IR35 Guide: Review a contract for IR35
You'll need to bear with us here - some of this gets quite jargony and theoretical - you may prefer just to call and ask us about it instead.
To assess IR35 status HMRC will construct a notional contract; this contract doesn't really exist but is a theoretical way of evaluating whether, if there were no intermediaries (limited company, agency, etc) involved, the workers relationship with the end-client would be closer to employment or self-employment.
The main three indicators of status are:
IR35 Indicator - Right to substitution clause
Can a substitute be sent if you're sick for a long period, on holiday, or the substitute has certain technical skills required for a particular task? If so, how fettered is that right to substitution? Does the substitute need to be agreed in advance, or is the client simply entitled to refuse a substitute who is found not to have the necessary skills? If a client only allows a substitute after a formal interview and written confirmation it is unlikely to be accepted as a clear right of substitution.
If a right to substitution clause exists then HMRC would try to establish whether or not it was genuine. Has a substitute ever been sent? Who picked up the cost is an absolutely key point. Documented proof will be examined and many freelancers will agree a written procedure with their end-clients on the process for sending a substitute. This will cover access to the building, computer access, adhering to site policies, etc.
IR35 Indicator - Mutuality of obligation (MoO)
This is a complex area of law with subtle variations of interpretation. Broadly it boils down to whether there is an obligation on the client to pay, just as there would be if an employee shows up to work. It would be very difficult to argue that there was an absence of MoO where a contract doesn't allow a client to terminate immediately.
Any reliance on a MoO clause must reflect the real situation. MoO is more likely to keep a freelancer outside IR35 where terms are mirrored within each contract in the supply chain and confirmed separately in writing between the end client and the freelancer.
IR35 Indicator - Control
For IR35 to apply there must be control over how work is done. The broader the contractual objectives and timeframes the better for IR35. A freelancer dealing with issues as they happen within an organisation is in a weak position. Working on set projects, agreeing defined milestones and timeframes and working in your own offices would all be positive indicators of self-employment.
If there is an agency involved then you may not know the details of the upper contract between the agency and end-client. A freelancer may benefit from confirming in writing the reality of arrangements with the end-client
IR35 - Forming An Opinion
If all three of these suggest the freelancer is caught by IR35 then it's unlikely that other factors will have any bearing. If there are aspects of employment and self-employment then other factors like financial risk and being in business on own account will be tested:
- Financial Risk - assessment includes risk of not being paid, sick pay arrangements and employee-type benefits, fixed-price job-costing.

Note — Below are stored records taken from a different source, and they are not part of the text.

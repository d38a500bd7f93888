use std::time::Duration;

use crate::transport::backoff::BackoffConfig;

#[derive(Debug, Clone)]
pub struct RealtimeConfig {
    /// Base URL of the panel HTTP API (history endpoint lives under it)
    pub api_url: String,
    /// WebSocket endpoint the transport connects to
    pub ws_url: String,
    /// Maximum number of console entries kept per server
    pub console_cap: usize,
    /// How many historical lines to request when a server is first watched
    pub history_limit: usize,
    /// Upper bound on the historical fetch; a timeout counts as a failed fetch
    pub history_timeout: Duration,
    /// Reconnect policy
    pub backoff: BackoffConfig,
    /// Keepalive ping period while connected. `None` disables pings.
    pub ping_interval: Option<Duration>,
    /// Longest console command accepted, in bytes
    pub max_command_len: usize,
    /// Append accepted commands to the console as `stdin` entries
    pub echo_commands: bool,
}

impl Default for RealtimeConfig {
    fn default() -> Self {
        let api_url = "http://localhost:8080".to_string();
        let ws_url = format!("{}/ws", http_to_ws_url(&api_url));
        Self {
            api_url,
            ws_url,
            console_cap: 2000,
            history_limit: 200,
            history_timeout: Duration::from_secs(10),
            backoff: BackoffConfig::default(),
            ping_interval: Some(Duration::from_secs(30)),
            max_command_len: 4096,
            echo_commands: true,
        }
    }
}

impl RealtimeConfig {
    pub fn from_env() -> anyhow::Result<Self> {
        dotenvy::dotenv().ok();
        Self::from_lookup(|key| std::env::var(key).ok())
    }

    /// Build a config from an arbitrary key lookup. Missing keys fall back to defaults.
    pub fn from_lookup<F>(lookup: F) -> anyhow::Result<Self>
    where
        F: Fn(&str) -> Option<String>,
    {
        let defaults = Self::default();
        let api_url = lookup("PANEL_API_URL").unwrap_or(defaults.api_url);
        let ws_url = lookup("PANEL_WS_URL")
            .unwrap_or_else(|| format!("{}/ws", http_to_ws_url(&api_url)));

        url::Url::parse(&api_url)
            .map_err(|e| anyhow::anyhow!("Invalid PANEL_API_URL '{api_url}': {e}"))?;
        let parsed_ws = url::Url::parse(&ws_url)
            .map_err(|e| anyhow::anyhow!("Invalid PANEL_WS_URL '{ws_url}': {e}"))?;
        if !matches!(parsed_ws.scheme(), "ws" | "wss") {
            return Err(anyhow::anyhow!(
                "Invalid PANEL_WS_URL '{ws_url}'. Expected a ws:// or wss:// URL"
            ));
        }

        let ping_secs: u64 = parse_or(&lookup, "PANEL_PING_INTERVAL_SECS", 30)?;
        let jitter: f64 = parse_or(&lookup, "PANEL_RECONNECT_JITTER", defaults.backoff.jitter)?;

        Ok(Self {
            api_url,
            ws_url,
            console_cap: parse_or(&lookup, "PANEL_CONSOLE_CAP", defaults.console_cap)?.max(1),
            history_limit: parse_or(&lookup, "PANEL_HISTORY_LIMIT", defaults.history_limit)?,
            history_timeout: Duration::from_secs(parse_or(
                &lookup,
                "PANEL_HISTORY_TIMEOUT_SECS",
                defaults.history_timeout.as_secs(),
            )?),
            backoff: BackoffConfig {
                initial: Duration::from_millis(parse_or(
                    &lookup,
                    "PANEL_RECONNECT_INITIAL_MS",
                    defaults.backoff.initial.as_millis() as u64,
                )?),
                max: Duration::from_millis(parse_or(
                    &lookup,
                    "PANEL_RECONNECT_MAX_MS",
                    defaults.backoff.max.as_millis() as u64,
                )?),
                multiplier: parse_or(
                    &lookup,
                    "PANEL_RECONNECT_MULTIPLIER",
                    defaults.backoff.multiplier,
                )?,
                jitter: jitter.clamp(0.0, 1.0),
            },
            ping_interval: (ping_secs > 0).then(|| Duration::from_secs(ping_secs)),
            max_command_len: parse_or(&lookup, "PANEL_MAX_COMMAND_LEN", defaults.max_command_len)?,
            echo_commands: parse_or(&lookup, "PANEL_ECHO_COMMANDS", defaults.echo_commands)?,
        })
    }
}

fn parse_or<F, T>(lookup: &F, key: &str, default: T) -> anyhow::Result<T>
where
    F: Fn(&str) -> Option<String>,
    T: std::str::FromStr,
    T::Err: std::fmt::Display,
{
    match lookup(key) {
        Some(val) => val
            .trim()
            .parse::<T>()
            .map_err(|e| anyhow::anyhow!("Failed to parse env var {key}={val}: {e}")),
        None => Ok(default),
    }
}

/// Turn an HTTP base URL into the matching WebSocket base URL.
pub fn http_to_ws_url(http_url: &str) -> String {
    let http_url = http_url.trim_end_matches('/');
    if let Some(rest) = http_url.strip_prefix("http://") {
        format!("ws://{rest}")
    } else if let Some(rest) = http_url.strip_prefix("https://") {
        format!("wss://{rest}")
    } else if http_url.starts_with("ws://") || http_url.starts_with("wss://") {
        http_url.to_string()
    } else if http_url.is_empty() {
        "ws://localhost".to_string()
    } else {
        format!("ws://{http_url}")
    }
}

- In Business On Own Account - own office facilities, website, stationery, employees, marketing, training, public & employer liability cover, professional indemnity cover, other projects undertaken, becoming part and parcel of the client organisation.
Once freelancers understand the legislation many are comfortable deciding upon contract status without professional help. Complacency is dangerous as a strong audit trail is essential; all contract assessments should be accurately and honestly documented.